Task goal: Scan the material below, then work out how many of its lines contain the word "sleep"; reply with that number only.

Entries shown:
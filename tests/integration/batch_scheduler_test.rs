// Copyright (c) 2025 Kirky.X
//
// Licensed under the MIT License
// See LICENSE file in the project root for full license information.

use super::helpers::{scheduler, InMemoryRepository, Scripted, ScriptedFetcher};
use signalscan::domain::models::domain_record::RecordStatus;
use signalscan::workers::batch_scheduler::{BatchOutcome, BatchSummary};
use signalscan::workers::Worker;
use std::sync::Arc;
use std::time::Duration;

fn urls(count: usize) -> Vec<String> {
    (1..=count)
        .map(|i| format!("https://site{}.example.com", i))
        .collect()
}

fn fetcher_for(urls: &[String], delay: Duration) -> ScriptedFetcher {
    urls.iter().fold(ScriptedFetcher::with_delay(delay), |f, url| {
        f.body(url, "<html>built with React</html>")
    })
}

fn repo_for(urls: &[String]) -> Arc<InMemoryRepository> {
    let refs: Vec<&str> = urls.iter().map(String::as_str).collect();
    InMemoryRepository::with_urls(&refs)
}

#[tokio::test]
async fn test_run_once_drains_backlog_in_batches() {
    let urls = urls(7);
    let repo = repo_for(&urls);
    let fetcher = Arc::new(fetcher_for(&urls, Duration::ZERO));
    let scheduler = scheduler(repo.clone(), fetcher, 5);

    let first = scheduler.run_once().await;
    assert_eq!(
        first,
        BatchOutcome::Processed(BatchSummary {
            succeeded: 5,
            ..Default::default()
        })
    );

    // The next round claims immediately without waiting for the idle interval
    let second = scheduler.run_once().await;
    assert_eq!(
        second,
        BatchOutcome::Processed(BatchSummary {
            succeeded: 2,
            ..Default::default()
        })
    );

    assert_eq!(scheduler.run_once().await, BatchOutcome::Idle);
    assert!(repo.statuses().iter().all(|s| *s == RecordStatus::Done));
    assert_eq!(repo.claim_calls(), 3);
}

#[tokio::test(start_paused = true)]
async fn test_run_idles_between_empty_polls() {
    let repo = InMemoryRepository::with_urls(&[]);
    let fetcher = Arc::new(ScriptedFetcher::new());
    let scheduler = Arc::new(scheduler(repo.clone(), fetcher.clone(), 5));

    let handle = {
        let scheduler = scheduler.clone();
        tokio::spawn(async move { scheduler.run().await })
    };

    // Polls at t=0, t=10 and t=20
    tokio::time::sleep(Duration::from_secs(25)).await;
    handle.abort();

    assert_eq!(repo.claim_calls(), 3);
    assert_eq!(fetcher.calls(), 0);
}

#[tokio::test(start_paused = true)]
async fn test_timeout_does_not_affect_siblings() {
    let urls = urls(3);
    let repo = repo_for(&urls);
    let fetcher = Arc::new(fetcher_for(&urls, Duration::ZERO).respond(&urls[1], Scripted::Hang));
    let scheduler = scheduler(repo.clone(), fetcher, 5);

    let outcome = scheduler.run_once().await;

    assert_eq!(
        outcome,
        BatchOutcome::Processed(BatchSummary {
            succeeded: 2,
            failed: 1,
            ..Default::default()
        })
    );
    assert_eq!(repo.get(1).unwrap().status, RecordStatus::Done);
    assert_eq!(repo.get(2).unwrap().status, RecordStatus::Failed);
    assert!(repo
        .get(2)
        .unwrap()
        .error_message
        .unwrap()
        .starts_with("timeout"));
    assert_eq!(repo.get(3).unwrap().status, RecordStatus::Done);
}

#[tokio::test(start_paused = true)]
async fn test_concurrency_never_exceeds_batch_size() {
    let urls = urls(12);
    let repo = repo_for(&urls);
    let fetcher = Arc::new(fetcher_for(&urls, Duration::from_millis(100)));
    let scheduler = scheduler(repo.clone(), fetcher.clone(), 4);

    let mut processed = 0;
    while let BatchOutcome::Processed(summary) = scheduler.run_once().await {
        assert!(summary.total() <= 4);
        processed += summary.total();
    }

    assert_eq!(processed, 12);
    assert_eq!(fetcher.calls(), 12);
    assert!(fetcher.max_in_flight() <= 4);
    assert!(fetcher.max_in_flight() > 1);
}

#[tokio::test]
async fn test_claim_error_is_treated_as_idle_round() {
    let urls = urls(2);
    let repo = repo_for(&urls);
    let fetcher = Arc::new(fetcher_for(&urls, Duration::ZERO));
    let scheduler = scheduler(repo.clone(), fetcher.clone(), 5);

    repo.set_fail_claims(true);
    assert_eq!(scheduler.run_once().await, BatchOutcome::Idle);
    assert_eq!(fetcher.calls(), 0);

    // Recovers once the store is reachable again
    repo.set_fail_claims(false);
    assert!(matches!(
        scheduler.run_once().await,
        BatchOutcome::Processed(BatchSummary { succeeded: 2, .. })
    ));
}

#[tokio::test]
async fn test_commit_errors_are_counted_not_fatal() {
    let urls = urls(2);
    let repo = repo_for(&urls);
    let fetcher = Arc::new(fetcher_for(&urls, Duration::ZERO));
    let scheduler = scheduler(repo.clone(), fetcher, 5);
    repo.set_fail_commits(true);

    let outcome = scheduler.run_once().await;

    assert_eq!(
        outcome,
        BatchOutcome::Processed(BatchSummary {
            errored: 2,
            ..Default::default()
        })
    );
    assert!(repo
        .statuses()
        .iter()
        .all(|s| *s == RecordStatus::InProgress));
}

#[tokio::test(start_paused = true)]
async fn test_run_reclaims_without_waiting_after_a_batch() {
    let urls = urls(7);
    let repo = repo_for(&urls);
    let fetcher = Arc::new(fetcher_for(&urls, Duration::ZERO));
    let scheduler = Arc::new(scheduler(repo.clone(), fetcher.clone(), 5));
    let start = tokio::time::Instant::now();

    let handle = {
        let scheduler = scheduler.clone();
        tokio::spawn(async move { scheduler.run().await })
    };

    // Two full rounds and the first empty poll, all before the clock moves
    while repo.claim_calls() < 3 {
        tokio::task::yield_now().await;
    }
    assert_eq!(start.elapsed(), Duration::ZERO);
    assert_eq!(fetcher.calls(), 7);

    tokio::time::sleep(Duration::from_secs(5)).await;
    handle.abort();

    assert_eq!(repo.claim_calls(), 3);
    assert!(repo.statuses().iter().all(|s| *s == RecordStatus::Done));
}

#[tokio::test(start_paused = true)]
async fn test_run_backs_off_when_no_record_can_be_claimed() {
    let urls = urls(1);
    let repo = repo_for(&urls);
    let fetcher = Arc::new(fetcher_for(&urls, Duration::ZERO));
    let scheduler = Arc::new(scheduler(repo.clone(), fetcher.clone(), 5));
    repo.set_fail_marks(true);

    let handle = {
        let scheduler = scheduler.clone();
        tokio::spawn(async move { scheduler.run().await })
    };

    tokio::time::sleep(Duration::from_millis(200)).await;
    assert_eq!(repo.claim_calls(), 1);

    // One retry per idle interval
    tokio::time::sleep(Duration::from_secs(25)).await;
    handle.abort();

    assert_eq!(repo.claim_calls(), 3);
    assert_eq!(fetcher.calls(), 0);
    assert_eq!(repo.get(1).unwrap().status, RecordStatus::Pending);
}

#[tokio::test]
async fn test_claim_failures_report_no_progress() {
    let urls = urls(3);
    let repo = repo_for(&urls);
    let fetcher = Arc::new(fetcher_for(&urls, Duration::ZERO));
    let scheduler = scheduler(repo.clone(), fetcher, 5);
    repo.set_fail_marks(true);

    match scheduler.run_once().await {
        BatchOutcome::Processed(summary) => {
            assert_eq!(summary.errored, 3);
            assert!(summary.made_no_progress());
        }
        BatchOutcome::Idle => panic!("expected a processed batch"),
    }
}

#[test]
fn test_worker_name() {
    let repo = InMemoryRepository::with_urls(&[]);
    let scheduler = scheduler(repo, Arc::new(ScriptedFetcher::new()), 5);
    assert_eq!(Worker::name(&scheduler), "batch_scheduler");
}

Exercise result: 4